前記スイゼンジノリ多糖体は、水溶液中で棒状(棒状らせん状)の構造をとると考えられている。それは、重量平均分子量が約16,000,000のスイゼンジノリ多糖体水溶液の濃度が、0.2%以上で液晶構造をとるためである。液晶構造を確認するためには、所定の濃度で水溶液を調製し、その溶液を直交偏光系で光をあてて観察する。このとき、直交偏光系で光をあてたときに明るく光り、虹色の輝きを確認したとき、液晶構造をとっていると言える。これは、液晶構造による複屈折カラーである。スイゼンジノリ多糖体ではこのように液晶構造が、0.2質量%以上の水溶液で発現するため、その分子は、棒状(棒状らせん状)であると言える。
また、本発明における水性分散体組成物で用いる(b)顔料粉体としては従来公知のものが使用でき、その形状(球状、棒状、針状、板状、不定形状、鱗片状、紡錘状等)、粒子径(煙霧状、微粒子、顔料級等)および粒子構造(多孔質、無孔質等)を問わず、いずれのものも使用することができる。具体的には、無機粉体としては、例えば、酸化チタン、酸化ジルコニウム、酸化亜鉛、酸化セリウム、酸化マグネシウム、硫酸バリウム、硫酸カルシウム、硫酸マグネシウム、炭酸カルシウム、炭酸マグネシウム、タルク、マイカ、カオリン、セリサイト、白雲母、合成雲母、金雲母、紅雲母、黒雲母、リチア雲母、ケイ酸、無水ケイ酸、ケイ酸アルミニウム、ケイ酸マグネシウム、ケイ酸アルミニウムマグネシウム、ケイ酸カルシウム、ケイ酸バリウム、ケイ酸ストロンチウム、タングステン酸金属塩、ヒドロキシアパタイト、バーミキュライト、ハイジライト、ベントナイト、モンモリロナイト、ヘクトライト、ゼオライト、セラミックスパウダー、第二リン酸カルシウム、アルミナ、水酸化アルミニウム、窒化ホウ素、窒化ボロン、シリカ等が挙げられる。

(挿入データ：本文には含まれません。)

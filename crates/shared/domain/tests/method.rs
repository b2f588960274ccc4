use phub_domain::method::{Method, MethodSet};
use phub_domain::rate::{Rate, RateOutcome, RateRequest, RateResult};
use phub_domain::record::DynamicCarrierRecord;
use serde_json::json;

#[test]
fn catalog_order_and_address_predicate() {
    let all: Vec<Method> = Method::all().into_iter().collect();
    assert_eq!(all, Method::ALL.to_vec());
    assert!(!Method::PickupPointDelivery.is_any_address_delivery());
    assert!(Method::AddressDelivery.is_any_address_delivery());
    assert!(Method::DirectAddressDelivery.is_any_address_delivery());
}

#[test]
fn method_names_parse_case_insensitively() {
    assert_eq!("addressDelivery".parse(), Ok(Method::AddressDelivery));
    assert_eq!("PICKUPPOINTDELIVERY".parse(), Ok(Method::PickupPointDelivery));
    let err = "drone".parse::<Method>().expect_err("not a method");
    assert_eq!(err.to_string(), "unknown delivery method 'drone'");
    assert_eq!(Method::DirectAddressDelivery.to_string(), "directAddressDelivery");
}

#[test]
fn method_set_iterates_in_catalog_order() {
    let set: MethodSet =
        [Method::DirectAddressDelivery, Method::PickupPointDelivery].into_iter().collect();
    let order: Vec<_> = set.iter().copied().collect();
    assert_eq!(order, vec![Method::PickupPointDelivery, Method::DirectAddressDelivery]);
}

#[test]
fn record_reads_feed_json() {
    let raw = json!({
        "id": 5,
        "country": "DE",
        "method": "directAddressDelivery",
        "carrierName": "DHL"
    });
    let record: DynamicCarrierRecord = serde_json::from_value(raw).expect("record");
    assert_eq!(record, DynamicCarrierRecord::new(5, "DE", Method::DirectAddressDelivery, "DHL"));
    assert!(record.with_deleted(true).deleted);
}

#[test]
fn rate_result_keys_ignore_order() {
    let rate = |code: &str, id: Option<i64>| Rate {
        carrier_code: code.into(),
        carrier_title: code.into(),
        method: Method::DirectAddressDelivery,
        method_title: "Direct".into(),
        dynamic_carrier_id: id,
        price: 1.0,
    };

    let a: RateResult = [rate("x", Some(5)), rate("y", None)].into_iter().collect();
    let b: RateResult = [rate("y", None), rate("x", Some(5))].into_iter().collect();
    assert_ne!(a, b);
    assert_eq!(a.keys(), b.keys());
    assert_eq!(a.dynamic_carrier_ids().into_iter().collect::<Vec<_>>(), vec![5]);

    let mut merged = RateResult::new();
    merged.append(a);
    merged.append([rate("z", None)].into_iter().collect());
    assert_eq!(merged.len(), 3);
}

#[test]
fn outcome_distinguishes_abstention_from_empty() {
    assert!(RateOutcome::from(None).is_abstained());
    let empty = RateOutcome::from(Some(RateResult::new()));
    assert!(!empty.is_abstained());
    assert!(empty.rates().is_some_and(RateResult::is_empty));

    let request: RateRequest =
        serde_json::from_value(json!({ "destCountryId": "CZ", "weight": 1.5 })).expect("request");
    assert_eq!(request, RateRequest::new("CZ", 1.5));
    assert!(request.with_split_shipment(true).split_shipment);
}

有機粉体としては、例えば、ポリアミドパウダー、ポリエステルパウダー、ポリエチレンパウダー、ポリプロピレンパウダー、シリコーンレジンパウダー、シリコーンエラストマー粉体、ポリスチレンパウダー、ポリウレタンパウダー、ベンゾグアナミンパウダー、ポリメチルベンゾグアナミンパウダー、ポリテトラフルオロエチレンパウダー、ポリメチルメタクリレートパウダー、セルロース、シルクパウダー、ナイロンパウダー、12ナイロン、6ナイロン、アクリルパウダー、アクリルエラストマー、スチレン・アクリル酸共重合体、ジビニルベンゼン・スチレン共重合体、ビニル樹脂、尿素樹脂、フェノール樹脂、フッ素樹脂、ケイ素樹脂、アクリル樹脂、メラミン樹脂、エポキシ樹脂、ポリカーボネイト樹脂、微結晶繊維粉体、デンプン末、ラウロイルリジン等が挙げられる。

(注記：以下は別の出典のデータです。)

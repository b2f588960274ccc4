use fxhash::FxHashSet;
use proc_macro2::TokenStream;
use quote::{format_ident, quote};
use syn::{
    Attribute, Data, DeriveInput, Fields, GenericArgument, Ident, PathArguments, Type, Variant,
};

struct VariantMeta<'a> {
    ident: &'a Ident,
    source_ty: Option<&'a Type>,
    source_field: Option<&'a Ident>,
    has_context: bool,
    cfg_attrs: Vec<Attribute>,
}

pub fn expand_derive(input: DeriveInput) -> TokenStream {
    let name = &input.ident;
    let trait_name = format_ident!("{}Ext", name);

    let Data::Enum(data) = &input.data else {
        return quote! { compile_error!("phub_error can only be applied to enums"); };
    };

    let variants: Vec<VariantMeta<'_>> = match data.variants.iter().map(parse_variant).collect() {
        Ok(v) => v,
        Err(err) => return err,
    };
    if let Some(err) = missing_context_error(&variants) {
        return err;
    }

    let extra_derives = missing_derives(&input);
    let context_impl = generate_context_trait(name, &trait_name, &variants);
    let kind_impl = generate_kind(name, &variants);
    let from_impls = variants.iter().filter_map(|v| generate_from_impl(name, &trait_name, v));
    let internal_impls = generate_internal_impls(name, &variants);

    quote! {
        #[allow(non_shorthand_field_patterns)]
        #extra_derives
        #input

        #context_impl
        #kind_impl
        #(#from_impls)*
        #internal_impls

        #[allow(dead_code)]
        fn format_context(context: &Option<std::borrow::Cow<'static, str>>) -> std::borrow::Cow<'static, str> {
            context.as_ref().map_or(std::borrow::Cow::Borrowed(""), |c| std::borrow::Cow::Owned(format!(" ({c})")))
        }
    }
}

fn parse_variant(v: &Variant) -> Result<VariantMeta<'_>, TokenStream> {
    let Fields::Named(fields) = &v.fields else {
        return Err(syn::Error::new_spanned(
            v,
            "phub_error requires named fields (`message`/`source` and `context`)",
        )
        .to_compile_error());
    };

    let context_field = find_context_field(fields)?;
    let source_field = find_source_field(fields);
    let cfg_attrs = v.attrs.iter().filter(|attr| attr.path().is_ident("cfg")).cloned().collect();

    Ok(VariantMeta {
        ident: &v.ident,
        source_ty: source_field.map(|field| &field.ty),
        source_field: source_field.and_then(|field| field.ident.as_ref()),
        has_context: context_field.is_some(),
        cfg_attrs,
    })
}

fn missing_derives(input: &DeriveInput) -> TokenStream {
    let derived = derived_trait_names(input);
    let mut tokens = Vec::new();
    if !derived.contains("Debug") {
        tokens.push(quote! { Debug });
    }
    if !derived.contains("Error") {
        tokens.push(quote! { ::thiserror::Error });
    }

    if tokens.is_empty() { quote! {} } else { quote! { #[derive(#(#tokens),*)] } }
}

fn find_context_field(fields: &syn::FieldsNamed) -> Result<Option<&syn::Field>, TokenStream> {
    let Some(field) =
        fields.named.iter().find(|f| f.ident.as_ref().is_some_and(|ident| ident == "context"))
    else {
        return Ok(None);
    };

    if is_context_type(&field.ty) {
        Ok(Some(field))
    } else {
        Err(syn::Error::new_spanned(&field.ty, "context field must be Option<Cow<'static, str>>")
            .to_compile_error())
    }
}

fn find_source_field(fields: &syn::FieldsNamed) -> Option<&syn::Field> {
    fields.named.iter().find(|field| {
        let is_source_name = field.ident.as_ref().is_some_and(|ident| ident == "source");
        is_source_name || field_has_attr(field, "source") || field_has_attr(field, "from")
    })
}

fn generate_context_trait(
    name: &Ident,
    trait_name: &Ident,
    variants: &[VariantMeta<'_>],
) -> TokenStream {
    let context_variants = variants.iter().filter(|v| v.has_context).map(|v| {
        let cfg_attrs = &v.cfg_attrs;
        let ident = v.ident;
        quote! { #(#cfg_attrs)* #name::#ident { context: c, .. } => *c = Some(context.into()), }
    });

    quote! {
        pub trait #trait_name<T> {
            fn context(self, context: impl Into<std::borrow::Cow<'static, str>>) -> Result<T, #name>;
        }

        #[automatically_derived]
        impl<T> #trait_name<T> for Result<T, #name> {
            #[inline]
            fn context(self, context: impl Into<std::borrow::Cow<'static, str>>) -> Self {
                self.map_err(|mut e| {
                    match &mut e {
                        #( #context_variants )*
                        _ => {}
                    }
                    e
                })
            }
        }
    }
}

fn generate_kind(name: &Ident, variants: &[VariantMeta<'_>]) -> TokenStream {
    let arms = variants.iter().map(|v| {
        let cfg_attrs = &v.cfg_attrs;
        let ident = v.ident;
        let label = ident.to_string();
        quote! { #(#cfg_attrs)* Self::#ident { .. } => #label, }
    });

    quote! {
        #[automatically_derived]
        impl #name {
            /// Variant name, suitable as a structured log field.
            #[must_use]
            pub const fn kind(&self) -> &'static str {
                match self {
                    #( #arms )*
                }
            }
        }
    }
}

fn generate_from_impl(
    name: &Ident,
    trait_name: &Ident,
    v: &VariantMeta<'_>,
) -> Option<TokenStream> {
    if v.ident == "Internal" {
        return None;
    }
    let source_ty = v.source_ty?;
    let source_field = v.source_field?;
    let v_ident = v.ident;
    let cfg_attrs = &v.cfg_attrs;

    Some(quote! {
        #(#cfg_attrs)*
        #[automatically_derived]
        impl From<#source_ty> for #name {
            #[inline]
            fn from(#source_field: #source_ty) -> Self { Self::#v_ident { #source_field, context: None } }
        }

        #(#cfg_attrs)*
        impl<T> #trait_name<T> for std::result::Result<T, #source_ty> {
            #[inline]
            fn context(self, context: impl Into<std::borrow::Cow<'static, str>>) -> std::result::Result<T, #name> {
                self.map_err(|#source_field| #name::#v_ident { #source_field, context: Some(context.into()) })
            }
        }
    })
}

fn generate_internal_impls(name: &Ident, variants: &[VariantMeta<'_>]) -> TokenStream {
    let Some(internal) = variants.iter().find(|v| v.ident == "Internal") else {
        return quote!();
    };
    let cfg_attrs = &internal.cfg_attrs;

    quote! {
        #(#cfg_attrs)*
        impl From<&'static str> for #name {
            #[inline]
            fn from(s: &'static str) -> Self { Self::Internal { message: std::borrow::Cow::Borrowed(s), context: None } }
        }
        #(#cfg_attrs)*
        impl From<String> for #name {
            #[inline]
            fn from(s: String) -> Self { Self::Internal { message: std::borrow::Cow::Owned(s), context: None } }
        }
    }
}

fn field_has_attr(field: &syn::Field, name: &str) -> bool {
    field.attrs.iter().any(|attr| attr.path().is_ident(name))
}

fn derived_trait_names(input: &DeriveInput) -> FxHashSet<String> {
    let mut traits = FxHashSet::default();

    for attr in input.attrs.iter().filter(|attr| attr.path().is_ident("derive")) {
        let _ = attr.parse_nested_meta(|meta| {
            if let Some(seg) = meta.path.segments.last() {
                traits.insert(seg.ident.to_string());
            }
            Ok(())
        });
    }

    traits
}

fn missing_context_error(variants: &[VariantMeta<'_>]) -> Option<TokenStream> {
    variants.iter().find(|v| v.source_ty.is_some() && !v.has_context).map(|v| {
        syn::Error::new_spanned(
            v.ident,
            "phub_error requires `context: Option<Cow<'static, str>>` for variants with a source",
        )
        .to_compile_error()
    })
}

/// Matches `Option<Cow<'static, str>>` by trailing path segments.
fn is_context_type(ty: &Type) -> bool {
    let Some(option_arg) = single_generic(ty, "Option") else {
        return false;
    };
    let Type::Path(cow) = option_arg else {
        return false;
    };
    let Some(cow_seg) = cow.path.segments.last() else {
        return false;
    };
    if cow_seg.ident != "Cow" {
        return false;
    }
    let PathArguments::AngleBracketed(args) = &cow_seg.arguments else {
        return false;
    };

    let mut args = args.args.iter();
    let static_lifetime =
        matches!(args.next(), Some(GenericArgument::Lifetime(lt)) if lt.ident == "static");
    let str_arg = matches!(
        args.next(),
        Some(GenericArgument::Type(Type::Path(p)))
            if p.path.segments.last().is_some_and(|seg| seg.ident == "str")
    );

    static_lifetime && str_arg
}

fn single_generic<'a>(ty: &'a Type, outer: &str) -> Option<&'a Type> {
    let Type::Path(path) = ty else {
        return None;
    };
    let segment = path.path.segments.last()?;
    if segment.ident != outer {
        return None;
    }
    let PathArguments::AngleBracketed(args) = &segment.arguments else {
        return None;
    };
    match args.args.first()? {
        GenericArgument::Type(inner) => Some(inner),
        _ => None,
    }
}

界面活性剤金属塩粉体(金属石鹸)としては、例えば、ステアリン酸亜鉛、ステアリン酸アルミニウム、ステアリン酸カルシウム、ステアリン酸マグネシウム、ミリスチン酸亜鉛、ミリスチン酸マグネシウム、セチルリン酸亜鉛、セチルリン酸カルシウム、セチルリン酸亜鉛ナトリウム等が挙げられる。
有色顔料としては、例えば、酸化鉄、水酸化鉄、チタン酸鉄の無機赤色顔料、γ−酸化鉄等の無機褐色系顔料、黄酸化鉄、黄土等の無機黄色系顔料、黒酸化鉄、カーボンブラック等の無機黒色顔料、マンガンバイオレット、コバルトバイオレット等の無機紫色顔料、水酸化クロム、酸化クロム、酸化コバルト、チタン酸コバルト等の無機緑色顔料、紺青、群青等の無機青色系顔料、微粒子酸化チタン、微粒子酸化セリウム、微粒子酸化亜鉛等の微粒子粉体、タール系色素をレーキ化したもの、天然色素をレーキ化したもの、およびこれらの粉体を複合化した合成樹脂粉体等が挙げられる。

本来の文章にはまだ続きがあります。